There are studies that show controversial results in association between rs3850641 polymorphism in tumor necrosis factor super family 4 and occurrence of myocardial infarction (MI) (Matijevic et al., 2011; Andreassi et al., 2012; Vecoli et al., 2014).
Croft M, et al and two other studies revealed that there is a significant correlation between rs3850641 polymorphism and MI (Cha et al., 2003; Matijevic et al., 2011; Croft et al., 2012).
On the other hand in 3 individual studies done there wasn’t significant association between rs3850641 polymorphism and outbreaks of ACS (Koch et al., 2008; Chen et al., 2011; Cheng et al., 2011).
In studies mentioned the average sample sizes were 150 individuals and unpaired t test, ANOVA and Pearson 2-way test and Chi-square was done. Fisher exact tests
According to the results of studies mentioned above in some polymorphisms there are significant correlation with occurrence of MI. In present study there was no significant correlation between rs17568 polymorphism and MI incidence.
Rui Liu and et al study demonstrated the association between rs17568 polymorphism and lipid profile (Liu et al., 2013). Huang Q and et al couldn’t reveal the role of rs17568 polymorphism in atherosclerotic cerebral infarction (Huang et al., 2014). Results of these studies may clarify the role of rs17568 polymorphism in lipid profile changes more than occurrence of MI.
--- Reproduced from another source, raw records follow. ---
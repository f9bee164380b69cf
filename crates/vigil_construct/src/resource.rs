//! Closed set of managed construct kinds.

use crate::alert_channel::{AlertChannel, AlertChannelSubscription};
use crate::check::Check;
use crate::check_group::CheckGroup;
use crate::construct::{Construct, ValidationContext};
use crate::dashboard::Dashboard;
use crate::kind::ResourceKind;
use crate::maintenance_window::MaintenanceWindow;
use crate::private_location::{
    PrivateLocation, PrivateLocationCheckAssignment, PrivateLocationGroupAssignment,
};
use crate::status_page::{StatusPage, StatusPageService};
use crate::synth::{FileInput, LoadedFiles};
use async_trait::async_trait;
use serde_json::Value;
use vigil_core::{CoreResult, DiagnosticSink, LogicalId};

/// A construct owned by the project
#[derive(Debug, Clone, PartialEq, Eq)]
pub enum Resource {
    /// Check or monitor
    Check(Check),
    /// Check group
    CheckGroup(CheckGroup),
    /// Alert channel
    AlertChannel(AlertChannel),
    /// Alert channel subscription
    AlertChannelSubscription(AlertChannelSubscription),
    /// Maintenance window
    MaintenanceWindow(MaintenanceWindow),
    /// Private location
    PrivateLocation(PrivateLocation),
    /// Check to private location assignment
    PrivateLocationCheckAssignment(PrivateLocationCheckAssignment),
    /// Group to private location assignment
    PrivateLocationGroupAssignment(PrivateLocationGroupAssignment),
    /// Dashboard
    Dashboard(Dashboard),
    /// Status page
    StatusPage(StatusPage),
    /// Status page service
    StatusPageService(StatusPageService),
}

macro_rules! each_resource {
    ($resource:expr, $inner:ident => $body:expr) => {
        match $resource {
            Resource::Check($inner) => $body,
            Resource::CheckGroup($inner) => $body,
            Resource::AlertChannel($inner) => $body,
            Resource::AlertChannelSubscription($inner) => $body,
            Resource::MaintenanceWindow($inner) => $body,
            Resource::PrivateLocation($inner) => $body,
            Resource::PrivateLocationCheckAssignment($inner) => $body,
            Resource::PrivateLocationGroupAssignment($inner) => $body,
            Resource::Dashboard($inner) => $body,
            Resource::StatusPage($inner) => $body,
            Resource::StatusPageService($inner) => $body,
        }
    };
}

macro_rules! impl_from_construct {
    ($($variant:ident),* $(,)?) => {
        $(
            impl From<$variant> for Resource {
                fn from(construct: $variant) -> Self {
                    Self::$variant(construct)
                }
            }
        )*
    };
}

impl_from_construct!(
    Check,
    CheckGroup,
    AlertChannel,
    AlertChannelSubscription,
    MaintenanceWindow,
    PrivateLocation,
    PrivateLocationCheckAssignment,
    PrivateLocationGroupAssignment,
    Dashboard,
    StatusPage,
    StatusPageService,
);

impl Resource {
    /// Display name, for kinds that have one
    #[must_use]
    pub fn name(&self) -> Option<&str> {
        match self {
            Self::Check(check) => Some(check.name()),
            Self::CheckGroup(group) => Some(group.name()),
            Self::PrivateLocation(location) => Some(location.name()),
            Self::StatusPage(page) => Some(page.name()),
            Self::StatusPageService(service) => Some(service.name()),
            _ => None,
        }
    }

    /// Only deployed for test runs
    #[must_use]
    pub fn is_test_only(&self) -> bool {
        matches!(self, Self::Check(check) if check.is_test_only())
    }

    /// Resources implied by this one, registered alongside it
    ///
    /// # Errors
    ///
    /// Returns error if a derived logical id is invalid
    pub fn derived(&self) -> CoreResult<Vec<Resource>> {
        match self {
            Self::Check(check) => check.derived(),
            Self::CheckGroup(group) => group.derived(),
            _ => Ok(Vec::new()),
        }
    }

    /// Files that must be loaded before synthesis
    #[must_use]
    pub fn file_inputs(&self) -> Vec<FileInput> {
        match self {
            Self::Check(check) => check.file_inputs(),
            Self::Dashboard(dashboard) => dashboard.file_inputs(),
            _ => Vec::new(),
        }
    }
}

#[async_trait]
impl Construct for Resource {
    fn kind(&self) -> ResourceKind {
        each_resource!(self, inner => inner.kind())
    }

    fn logical_id(&self) -> &LogicalId {
        each_resource!(self, inner => inner.logical_id())
    }

    fn before_validate(&self, diagnostics: &mut dyn DiagnosticSink) {
        each_resource!(self, inner => inner.before_validate(diagnostics))
    }

    async fn validate(&self, ctx: &ValidationContext<'_>, diagnostics: &mut dyn DiagnosticSink) {
        each_resource!(self, inner => inner.validate(ctx, diagnostics).await)
    }

    fn synthesize(&self, files: &LoadedFiles) -> CoreResult<Value> {
        each_resource!(self, inner => inner.synthesize(files))
    }
}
Compared with other studies present study couldn’t find obvious correlation between rs17568 polymorphism and premature MI occurrence but revealed the role of family history and CVD risk factors in premature MI.
Acknowledgements
We would like to thank participants. We are also grateful to Jahrom University of Medical Sciences for financial support of this study. This article has been extracted from Ms Mehrnoosh Maalhagh thesis from Jahrom University of Medical Sciences, Jahrom, Iran.
Footnotes
Conflict of Interest
The authors declare that there is no conflict of interests regarding the publication of this paper.